## What the task requires
Word for word, restate all of the data shown below.

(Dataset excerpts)
====
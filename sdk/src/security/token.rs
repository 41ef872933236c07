//! Signed bearer tokens: `base64url(claims_json) "." base64url(hmac)`.
//!
//! The MAC is HMAC-SHA256 over the encoded claims segment, checked in
//! constant time before the claims are even parsed.

use base64::engine::general_purpose::URL_SAFE_NO_PAD;
use base64::Engine;
use hmac::{Hmac, Mac};
use sha2::Sha256;

use super::types::{SecurityError, TokenClaims};

type HmacSha256 = Hmac<Sha256>;

fn mac_for(secret: &[u8], segment: &str) -> Result<HmacSha256, SecurityError> {
    let mut mac = HmacSha256::new_from_slice(secret)
        .map_err(|_| SecurityError::InvalidInput("empty token secret".into()))?;
    mac.update(segment.as_bytes());
    Ok(mac)
}

pub fn sign(secret: &[u8], claims: &TokenClaims) -> Result<String, SecurityError> {
    let json = serde_json::to_vec(claims).map_err(|e| SecurityError::Decode(e.to_string()))?;
    let segment = URL_SAFE_NO_PAD.encode(json);
    let tag = mac_for(secret, &segment)?.finalize().into_bytes();
    Ok(format!("{segment}.{}", URL_SAFE_NO_PAD.encode(tag)))
}

/// Check the MAC and expiry against `now` (unix seconds).
pub fn verify(secret: &[u8], token: &str, now: i64) -> Result<TokenClaims, SecurityError> {
    let (segment, tag) = token
        .split_once('.')
        .ok_or_else(|| SecurityError::InvalidToken("malformed token".into()))?;
    let tag = URL_SAFE_NO_PAD
        .decode(tag)
        .map_err(|_| SecurityError::InvalidToken("malformed signature".into()))?;
    mac_for(secret, segment)?
        .verify_slice(&tag)
        .map_err(|_| SecurityError::InvalidToken("bad signature".into()))?;

    let json = URL_SAFE_NO_PAD
        .decode(segment)
        .map_err(|_| SecurityError::InvalidToken("malformed claims".into()))?;
    let claims: TokenClaims = serde_json::from_slice(&json)
        .map_err(|_| SecurityError::InvalidToken("malformed claims".into()))?;
    if claims.exp <= now {
        return Err(SecurityError::TokenExpired);
    }
    Ok(claims)
}

#[cfg(test)]
mod tests {
    use super::*;

    fn claims(exp: i64) -> TokenClaims {
        TokenClaims {
            sub: "alice".into(),
            iat: 100,
            exp,
            jti: "t1".into(),
        }
    }

    #[test]
    fn round_trip_and_expiry() {
        let token = sign(b"secret", &claims(200)).unwrap();
        assert_eq!(verify(b"secret", &token, 150).unwrap().sub, "alice");
        assert_eq!(verify(b"secret", &token, 200), Err(SecurityError::TokenExpired));
    }

    #[test]
    fn tampering_detected() {
        let token = sign(b"secret", &claims(200)).unwrap();
        assert!(matches!(
            verify(b"other", &token, 150),
            Err(SecurityError::InvalidToken(_))
        ));

        let forged_claims = URL_SAFE_NO_PAD.encode(serde_json::to_vec(&claims(9_999)).unwrap());
        let (_, tag) = token.split_once('.').unwrap();
        let forged = format!("{forged_claims}.{tag}");
        assert!(matches!(
            verify(b"secret", &forged, 150),
            Err(SecurityError::InvalidToken(_))
        ));
        assert!(matches!(
            verify(b"secret", "no-dot-here", 150),
            Err(SecurityError::InvalidToken(_))
        ));
    }
}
====
## Task result
filename sdk/src/security/token.rs
repository 41ef872933236c07
//! Signed bearer tokens: `base64url(claims_json) "." base64url(hmac)`.
//!
//! The MAC is HMAC-SHA256 over the encoded claims segment, checked in
//! constant time before the claims are even parsed.

use base64::engine::general_purpose::URL_SAFE_NO_PAD;
use base64::Engine;
use hmac::{Hmac, Mac};
use sha2::Sha256;

use super::types::{SecurityError, TokenClaims};

type HmacSha256 = Hmac<Sha256>;

fn mac_for(secret: &[u8], segment: &str) -> Result<HmacSha256, SecurityError> {
    let mut mac = HmacSha256::new_from_slice(secret)
        .map_err(|_| SecurityError::InvalidInput("empty token secret".into()))?;
    mac.update(segment.as_bytes());
    Ok(mac)
}

pub fn sign(secret: &[u8], claims: &TokenClaims) -> Result<String, SecurityError> {
    let json = serde_json::to_vec(claims).map_err(|e| SecurityError::Decode(e.to_string()))?;
    let segment = URL_SAFE_NO_PAD.encode(json);
    let tag = mac_for(secret, &segment)?.finalize().into_bytes();
    Ok(format!("{segment}.{}", URL_SAFE_NO_PAD.encode(tag)))
}

/// Check the MAC and expiry against `now` (unix seconds).
pub fn verify(secret: &[u8], token: &str, now: i64) -> Result<TokenClaims, SecurityError> {
    let (segment, tag) = token
        .split_once('.')
        .ok_or_else(|| SecurityError::InvalidToken("malformed token".into()))?;
    let tag = URL_SAFE_NO_PAD
        .decode(tag)
        .map_err(|_| SecurityError::InvalidToken("malformed signature".into()))?;
    mac_for(secret, segment)?
        .verify_slice(&tag)
        .map_err(|_| SecurityError::InvalidToken("bad signature".into()))?;

    let json = URL_SAFE_NO_PAD
        .decode(segment)
        .map_err(|_| SecurityError::InvalidToken("malformed claims".into()))?;
    let claims: TokenClaims = serde_json::from_slice(&json)
        .map_err(|_| SecurityError::InvalidToken("malformed claims".into()))?;
    if claims.exp <= now {
        return Err(SecurityError::TokenExpired);
    }
    Ok(claims)
}

#[cfg(test)]
mod tests {
    use super::*;

    fn claims(exp: i64) -> TokenClaims {
        TokenClaims {
            sub: "alice".into(),
            iat: 100,
            exp,
            jti: "t1".into(),
        }
    }

    #[test]
    fn round_trip_and_expiry() {
        let token = sign(b"secret", &claims(200)).unwrap();
        assert_eq!(verify(b"secret", &token, 150).unwrap().sub, "alice");
        assert_eq!(verify(b"secret", &token, 200), Err(SecurityError::TokenExpired));
    }

    #[test]
    fn tampering_detected() {
        let token = sign(b"secret", &claims(200)).unwrap();
        assert!(matches!(
            verify(b"other", &token, 150),
            Err(SecurityError::InvalidToken(_))
        ));

        let forged_claims = URL_SAFE_NO_PAD.encode(serde_json::to_vec(&claims(9_999)).unwrap());
        let (_, tag) = token.split_once('.').unwrap();
        let forged = format!("{forged_claims}.{tag}");
        assert!(matches!(
            verify(b"secret", &forged, 150),
            Err(SecurityError::InvalidToken(_))
        ));
        assert!(matches!(
            verify(b"secret", "no-dot-here", 150),
            Err(SecurityError::InvalidToken(_))
        ));
    }
}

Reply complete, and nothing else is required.